Today's London Telegraph has an article by Michael Inwood, who teaches philosophy at Oxford, on the subject of Martin Heidegger's anti-Semitism. He seems to have a hard time with the personal prejudices of a man "lauded by his admirers as the greatest mind of the 20th century." Without wishing either to deny or to dismiss Heidegger's opinions about Jews, I have to say that I am beginning to tire of reading otherwise informed writers rake up these coals every time a new embarrassing text comes to light.
Those of us who take our music seriously were contending with this issue even before Heidegger's star began to rise. The best example is Richard Wagner. Yet, even in Wagner's own time, some of the most informed interpreters of his music were Jewish. Admittedly, some of them, like Gustav Mahler, converted for the sake of career advancement. After all, it was not just Bayreuth that did not tolerate Jews; it was also the Vienna Opera. In Heidegger's case it did not take the philosopher long to realize that the Nazis had no more taste for philosophical insights than Dion did when Plato tried to drum up a "consulting gig" in Syracuse.

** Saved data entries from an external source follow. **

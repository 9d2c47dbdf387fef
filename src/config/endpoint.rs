//! SES endpoint hosts.
//!
//! An endpoint is identified by its bare host name, e.g.
//! `email.us-east-1.amazonaws.com`. The first dot-separated label names the
//! signing service and the second names the signing region.

use std::fmt;

use super::ConfigError;

/// US East (N. Virginia) endpoint host.
pub const AWS_US_EAST_1: &str = "email.us-east-1.amazonaws.com";

/// US West (Oregon) endpoint host.
pub const AWS_US_WEST_2: &str = "email.us-west-2.amazonaws.com";

/// EU (Ireland) endpoint host.
pub const AWS_EU_WEST_1: &str = "email.eu-west-1.amazonaws.com";

/// Host used when none is configured.
pub const DEFAULT_HOST: &str = AWS_US_EAST_1;

/// A validated endpoint host.
///
/// Construction fails unless the host has at least two non-empty labels, so
/// `service()` and `region()` always return something meaningful.
#[derive(Debug, Clone, PartialEq, Eq)]
pub struct Endpoint {
    host: String,
    service_end: usize,
    region_end: usize,
}

impl Endpoint {
    /// Parse and validate an endpoint host.
    ///
    /// # Arguments
    ///
    /// * `host` - Bare host name without scheme, port or path
    ///
    /// # Errors
    ///
    /// Returns `ConfigError::InvalidHost` if the host is empty, contains a
    /// scheme or path, or has fewer than two non-empty labels.
    ///
    /// # Examples
    ///
    /// ```
    /// use integrations_aws_ses_simple::config::Endpoint;
    ///
    /// let endpoint = Endpoint::parse("email.eu-west-1.amazonaws.com").unwrap();
    /// assert_eq!(endpoint.service(), "email");
    /// assert_eq!(endpoint.region(), "eu-west-1");
    /// ```
    pub fn parse(host: impl Into<String>) -> Result<Self, ConfigError> {
        let host = host.into();
        let invalid = |message: &str| ConfigError::InvalidHost {
            host: host.clone(),
            message: message.to_string(),
        };

        if host.is_empty() {
            return Err(invalid("host is empty"));
        }
        if host.contains("://") || host.contains('/') {
            return Err(invalid("expected a bare host name without scheme or path"));
        }
        if host.chars().any(char::is_whitespace) {
            return Err(invalid("host contains whitespace"));
        }

        let (service_end, region_end) = label_bounds(&host).map_err(invalid)?;
        Ok(Self {
            host,
            service_end,
            region_end,
        })
    }

    /// The full host name.
    pub fn host(&self) -> &str {
        &self.host
    }

    /// The signing service (first label).
    pub fn service(&self) -> &str {
        &self.host[..self.service_end]
    }

    /// The signing region (second label).
    pub fn region(&self) -> &str {
        &self.host[self.service_end + 1..self.region_end]
    }

    /// The HTTPS URL requests are posted to.
    pub fn url(&self) -> String {
        format!("https://{}/", self.host)
    }
}

/// End offsets of the service and region labels of a host.
fn label_bounds(host: &str) -> Result<(usize, usize), &'static str> {
    let mut labels = host.split('.');
    let service = labels.next().unwrap_or_default();
    let region = labels
        .next()
        .ok_or("expected at least two dot-separated labels")?;
    if service.is_empty() || region.is_empty() {
        return Err("service and region labels must be non-empty");
    }

    let service_end = service.len();
    Ok((service_end, service_end + 1 + region.len()))
}

impl Default for Endpoint {
    fn default() -> Self {
        let (service_end, region_end) =
            label_bounds(DEFAULT_HOST).expect("DEFAULT_HOST has service and region labels");
        Self {
            host: DEFAULT_HOST.to_string(),
            service_end,
            region_end,
        }
    }
}

impl fmt::Display for Endpoint {
    fn fmt(&self, f: &mut fmt::Formatter<'_>) -> fmt::Result {
        f.write_str(&self.host)
    }
}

There are two ways we can look for parallels between Wagner and Heidegger. One is to elaborate on their overt anti-Semitism. The other is that neither individual can be ignored by anyone seriously concerned with studying music or philosophy, respectively. I happened to be teaching computer science in Israel back when the performance of Wagner's music (both in concert halls and on the radio) was prohibited; and I simply could not grasp how those wishing to study music could manage under such impoverished conditions. (The answer quickly became obvious: They left the country.) Similarly, when it comes to questions of time-consciousness (initiated by Heidegger's teacher Edmund Husserl), we cannot ignore Heidegger. (For that matter, my own opinion is that we cannot think about either making music or listening to it without taking time-consciousness into account.) I see no reason why we cannot manage by concentrating on Heidegger's texts, acknowledging that less attractive context only when it seems necessary, just as any number of musicians can focus on Wagner's music without agonizing over his reprehensible lifestyle (in which anti-Semitism was but one element of the reprehensibility).